**LISTED ENTRIES**.
━━━━━━━━━━━━━━━━━━━━
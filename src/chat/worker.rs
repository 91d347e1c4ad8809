//! Worker proxy endpoint.
//!
//! The worker accepts a JSON array of `{role, content}` objects and answers
//! with a JSON object carrying at least a `content` field.

use super::{ChatEndpoint, Message};
use crate::error::{Result, TenkeError};
use crate::openai::DEFAULT_TIMEOUT_SECS;
use async_trait::async_trait;
use serde::Deserialize;
use std::time::Duration;
use tracing::{debug, instrument};
use url::Url;

/// Chat endpoint backed by a worker proxy URL.
pub struct WorkerEndpoint {
    client: reqwest::Client,
    url: Url,
    api_key: Option<String>,
}

#[derive(Deserialize)]
struct WorkerReply {
    content: String,
}

impl WorkerEndpoint {
    /// Create a worker endpoint with the default request timeout.
    pub fn new(url: &str) -> Result<Self> {
        Self::with_timeout(url, Duration::from_secs(DEFAULT_TIMEOUT_SECS))
    }

    /// Create a worker endpoint with a custom request timeout.
    pub fn with_timeout(url: &str, timeout: Duration) -> Result<Self> {
        let url = Url::parse(url)?;
        let client = reqwest::Client::builder().timeout(timeout).build()?;
        Ok(Self {
            client,
            url,
            api_key: None,
        })
    }

    /// Send a bearer token with every request.
    pub fn with_api_key(mut self, key: impl Into<String>) -> Self {
        self.api_key = Some(key.into());
        self
    }
}

#[async_trait]
impl ChatEndpoint for WorkerEndpoint {
    #[instrument(skip(self, messages), fields(url = %self.url, count = messages.len()))]
    async fn complete(&self, messages: &[Message]) -> Result<Message> {
        let mut request = self.client.post(self.url.clone()).json(messages);
        if let Some(key) = &self.api_key {
            request = request.bearer_auth(key);
        }

        let response = request
            .send()
            .await
            .map_err(|e| TenkeError::Transport(e.to_string()))?;

        let status = response.status();
        if !status.is_success() {
            let body = response.text().await.unwrap_or_default();
            return Err(TenkeError::Transport(format!(
                "HTTP error! status: {} {}",
                status,
                body.trim()
            )));
        }

        let reply: WorkerReply = response
            .json()
            .await
            .map_err(|e| TenkeError::Transport(format!("Invalid worker response: {}", e)))?;

        debug!("Worker replied with {} bytes", reply.content.len());
        Ok(Message::assistant(reply.content))
    }
}

#[cfg(test)]
mod tests {
    use super::*;
    use axum::http::{HeaderMap, StatusCode};
    use axum::routing::post;
    use axum::{Json, Router};

    async fn spawn(app: Router) -> String {
        let listener = tokio::net::TcpListener::bind("127.0.0.1:0").await.unwrap();
        let addr = listener.local_addr().unwrap();
        tokio::spawn(async move {
            axum::serve(listener, app).await.unwrap();
        });
        format!("http://{}/chat-turbo", addr)
    }

    #[tokio::test]
    async fn test_posts_message_array() {
        let app = Router::new().route(
            "/chat-turbo",
            post(|Json(messages): Json<Vec<Message>>| async move {
                Json(serde_json::json!({
                    "role": "assistant",
                    "content": format!("{} messages, last: {}", messages.len(), messages[messages.len() - 1].content),
                    "refusal": null
                }))
            }),
        );
        let url = spawn(app).await;

        let endpoint = WorkerEndpoint::new(&url).unwrap();
        let reply = endpoint
            .complete(&[Message::system("protocol"), Message::user("hello")])
            .await
            .unwrap();

        assert_eq!(reply, Message::assistant("2 messages, last: hello"));
    }

    #[tokio::test]
    async fn test_sends_bearer_token() {
        let app = Router::new().route(
            "/chat-turbo",
            post(|headers: HeaderMap| async move {
                let auth = headers
                    .get("authorization")
                    .and_then(|v| v.to_str().ok())
                    .unwrap_or("none")
                    .to_string();
                Json(serde_json::json!({ "content": auth }))
            }),
        );
        let url = spawn(app).await;

        let endpoint = WorkerEndpoint::new(&url).unwrap().with_api_key("secret");
        let reply = endpoint.complete(&[Message::user("hi")]).await.unwrap();
        assert_eq!(reply.content, "Bearer secret");
    }

    #[tokio::test]
    async fn test_error_status_is_transport_error() {
        let app = Router::new().route(
            "/chat-turbo",
            post(|| async { (StatusCode::BAD_GATEWAY, "upstream down") }),
        );
        let url = spawn(app).await;

        let err = WorkerEndpoint::new(&url)
            .unwrap()
            .complete(&[Message::user("hi")])
            .await
            .unwrap_err();

        assert!(matches!(err, TenkeError::Transport(_)));
        assert!(err.to_string().contains("502"));
    }

    #[tokio::test]
    async fn test_missing_content_is_transport_error() {
        let app = Router::new().route(
            "/chat-turbo",
            post(|| async { Json(serde_json::json!({ "text": "wrong field" })) }),
        );
        let url = spawn(app).await;

        let err = WorkerEndpoint::new(&url)
            .unwrap()
            .complete(&[Message::user("hi")])
            .await
            .unwrap_err();

        assert!(matches!(err, TenkeError::Transport(_)));
    }

    #[tokio::test]
    async fn test_connection_refused_is_transport_error() {
        let listener = tokio::net::TcpListener::bind("127.0.0.1:0").await.unwrap();
        let addr = listener.local_addr().unwrap();
        drop(listener);

        let err = WorkerEndpoint::new(&format!("http://{}/chat", addr))
            .unwrap()
            .complete(&[Message::user("hi")])
            .await
            .unwrap_err();

        assert_eq!(err.kind(), "transport");
    }

    #[test]
    fn test_invalid_url() {
        assert!(matches!(
            WorkerEndpoint::new("not a url"),
            Err(TenkeError::Url(_))
        ));
    }
}
//! Error types for Tenke.

use thiserror::Error;

/// Library-level error type for Tenke operations.
#[derive(Error, Debug)]
pub enum TenkeError {
    #[error("Configuration error: {0}")]
    Config(String),

    #[error("Chat endpoint transport failed: {0}")]
    Transport(String),

    #[error("Unknown action \"{0}\"")]
    UnknownTool(String),

    #[error("Tool \"{name}\" failed: {reason}")]
    ToolFailed { name: String, reason: String },

    #[error("IO error: {0}")]
    Io(#[from] std::io::Error),

    #[error("JSON error: {0}")]
    Json(#[from] serde_json::Error),

    #[error("TOML parse error: {0}")]
    TomlParse(#[from] toml::de::Error),

    #[error("HTTP error: {0}")]
    Http(#[from] reqwest::Error),

    #[error("Invalid URL: {0}")]
    Url(#[from] url::ParseError),

    #[error("OpenAI API error: {0}")]
    OpenAI(String),

    #[error("Invalid input: {0}")]
    InvalidInput(String),
}

impl TenkeError {
    /// Short machine-readable name for the error kind.
    pub fn kind(&self) -> &'static str {
        match self {
            TenkeError::Config(_) => "config",
            TenkeError::Transport(_) | TenkeError::Http(_) => "transport",
            TenkeError::UnknownTool(_) => "unknown_tool",
            TenkeError::ToolFailed { .. } => "tool_failed",
            TenkeError::Io(_) => "io",
            TenkeError::Json(_) => "json",
            TenkeError::TomlParse(_) => "config",
            TenkeError::Url(_) => "config",
            TenkeError::OpenAI(_) => "openai",
            TenkeError::InvalidInput(_) => "invalid_input",
        }
    }
}

/// Result type alias for Tenke operations.
pub type Result<T> = std::result::Result<T, TenkeError>;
━━━━━━━━━━━━━━━━━━━━
**INSTRUCTIONS FOR THE TASK**. Keeping every line exactly as it is, retype the entries shown above.

**RESPONSE FOR THIS EXERCISE**.
filename src/chat/worker.rs
repository 91d347e1c4ad8809
//! Worker proxy endpoint.
//!
//! The worker accepts a JSON array of `{role, content}` objects and answers
//! with a JSON object carrying at least a `content` field.

use super::{ChatEndpoint, Message};
use crate::error::{Result, TenkeError};
use crate::openai::DEFAULT_TIMEOUT_SECS;
use async_trait::async_trait;
use serde::Deserialize;
use std::time::Duration;
use tracing::{debug, instrument};
use url::Url;

/// Chat endpoint backed by a worker proxy URL.
pub struct WorkerEndpoint {
    client: reqwest::Client,
    url: Url,
    api_key: Option<String>,
}

#[derive(Deserialize)]
struct WorkerReply {
    content: String,
}

impl WorkerEndpoint {
    /// Create a worker endpoint with the default request timeout.
    pub fn new(url: &str) -> Result<Self> {
        Self::with_timeout(url, Duration::from_secs(DEFAULT_TIMEOUT_SECS))
    }

    /// Create a worker endpoint with a custom request timeout.
    pub fn with_timeout(url: &str, timeout: Duration) -> Result<Self> {
        let url = Url::parse(url)?;
        let client = reqwest::Client::builder().timeout(timeout).build()?;
        Ok(Self {
            client,
            url,
            api_key: None,
        })
    }

    /// Send a bearer token with every request.
    pub fn with_api_key(mut self, key: impl Into<String>) -> Self {
        self.api_key = Some(key.into());
        self
    }
}

#[async_trait]
impl ChatEndpoint for WorkerEndpoint {
    #[instrument(skip(self, messages), fields(url = %self.url, count = messages.len()))]
    async fn complete(&self, messages: &[Message]) -> Result<Message> {
        let mut request = self.client.post(self.url.clone()).json(messages);
        if let Some(key) = &self.api_key {
            request = request.bearer_auth(key);
        }

        let response = request
            .send()
            .await
            .map_err(|e| TenkeError::Transport(e.to_string()))?;

        let status = response.status();
        if !status.is_success() {
            let body = response.text().await.unwrap_or_default();
            return Err(TenkeError::Transport(format!(
                "HTTP error! status: {} {}",
                status,
                body.trim()
            )));
        }

        let reply: WorkerReply = response
            .json()
            .await
            .map_err(|e| TenkeError::Transport(format!("Invalid worker response: {}", e)))?;

        debug!("Worker replied with {} bytes", reply.content.len());
        Ok(Message::assistant(reply.content))
    }
}

#[cfg(test)]
mod tests {
    use super::*;
    use axum::http::{HeaderMap, StatusCode};
    use axum::routing::post;
    use axum::{Json, Router};

    async fn spawn(app: Router) -> String {
        let listener = tokio::net::TcpListener::bind("127.0.0.1:0").await.unwrap();
        let addr = listener.local_addr().unwrap();
        tokio::spawn(async move {
            axum::serve(listener, app).await.unwrap();
        });
        format!("http://{}/chat-turbo", addr)
    }

    #[tokio::test]
    async fn test_posts_message_array() {
        let app = Router::new().route(
            "/chat-turbo",
            post(|Json(messages): Json<Vec<Message>>| async move {
                Json(serde_json::json!({
                    "role": "assistant",
                    "content": format!("{} messages, last: {}", messages.len(), messages[messages.len() - 1].content),
                    "refusal": null
                }))
            }),
        );
        let url = spawn(app).await;

        let endpoint = WorkerEndpoint::new(&url).unwrap();
        let reply = endpoint
            .complete(&[Message::system("protocol"), Message::user("hello")])
            .await
            .unwrap();

        assert_eq!(reply, Message::assistant("2 messages, last: hello"));
    }

    #[tokio::test]
    async fn test_sends_bearer_token() {
        let app = Router::new().route(
            "/chat-turbo",
            post(|headers: HeaderMap| async move {
                let auth = headers
                    .get("authorization")
                    .and_then(|v| v.to_str().ok())
                    .unwrap_or("none")
                    .to_string();
                Json(serde_json::json!({ "content": auth }))
            }),
        );
        let url = spawn(app).await;

        let endpoint = WorkerEndpoint::new(&url).unwrap().with_api_key("secret");
        let reply = endpoint.complete(&[Message::user("hi")]).await.unwrap();
        assert_eq!(reply.content, "Bearer secret");
    }

    #[tokio::test]
    async fn test_error_status_is_transport_error() {
        let app = Router::new().route(
            "/chat-turbo",
            post(|| async { (StatusCode::BAD_GATEWAY, "upstream down") }),
        );
        let url = spawn(app).await;

        let err = WorkerEndpoint::new(&url)
            .unwrap()
            .complete(&[Message::user("hi")])
            .await
            .unwrap_err();

        assert!(matches!(err, TenkeError::Transport(_)));
        assert!(err.to_string().contains("502"));
    }

    #[tokio::test]
    async fn test_missing_content_is_transport_error() {
        let app = Router::new().route(
            "/chat-turbo",
            post(|| async { Json(serde_json::json!({ "text": "wrong field" })) }),
        );
        let url = spawn(app).await;

        let err = WorkerEndpoint::new(&url)
            .unwrap()
            .complete(&[Message::user("hi")])
            .await
            .unwrap_err();

        assert!(matches!(err, TenkeError::Transport(_)));
    }

    #[tokio::test]
    async fn test_connection_refused_is_transport_error() {
        let listener = tokio::net::TcpListener::bind("127.0.0.1:0").await.unwrap();
        let addr = listener.local_addr().unwrap();
        drop(listener);

        let err = WorkerEndpoint::new(&format!("http://{}/chat", addr))
            .unwrap()
            .complete(&[Message::user("hi")])
            .await
            .unwrap_err();

        assert_eq!(err.kind(), "transport");
    }

    #[test]
    fn test_invalid_url() {
        assert!(matches!(
            WorkerEndpoint::new("not a url"),
            Err(TenkeError::Url(_))
        ));
    }
}
//! Error types for Tenke.

use thiserror::Error;

/// Library-level error type for Tenke operations.
#[derive(Error, Debug)]
pub enum TenkeError {
    #[error("Configuration error: {0}")]
    Config(String),

    #[error("Chat endpoint transport failed: {0}")]
    Transport(String),

    #[error("Unknown action \"{0}\"")]
    UnknownTool(String),

    #[error("Tool \"{name}\" failed: {reason}")]
    ToolFailed { name: String, reason: String },

    #[error("IO error: {0}")]
    Io(#[from] std::io::Error),

    #[error("JSON error: {0}")]
    Json(#[from] serde_json::Error),

    #[error("TOML parse error: {0}")]
    TomlParse(#[from] toml::de::Error),

    #[error("HTTP error: {0}")]
    Http(#[from] reqwest::Error),

    #[error("Invalid URL: {0}")]
    Url(#[from] url::ParseError),

    #[error("OpenAI API error: {0}")]
    OpenAI(String),

    #[error("Invalid input: {0}")]
    InvalidInput(String),
}

impl TenkeError {
    /// Short machine-readable name for the error kind.
    pub fn kind(&self) -> &'static str {
        match self {
            TenkeError::Config(_) => "config",
            TenkeError::Transport(_) | TenkeError::Http(_) => "transport",
            TenkeError::UnknownTool(_) => "unknown_tool",
            TenkeError::ToolFailed { .. } => "tool_failed",
            TenkeError::Io(_) => "io",
            TenkeError::Json(_) => "json",
            TenkeError::TomlParse(_) => "config",
            TenkeError::Url(_) => "config",
            TenkeError::OpenAI(_) => "openai",
            TenkeError::InvalidInput(_) => "invalid_input",
        }
    }
}

/// Result type alias for Tenke operations.
pub type Result<T> = std::result::Result<T, TenkeError>;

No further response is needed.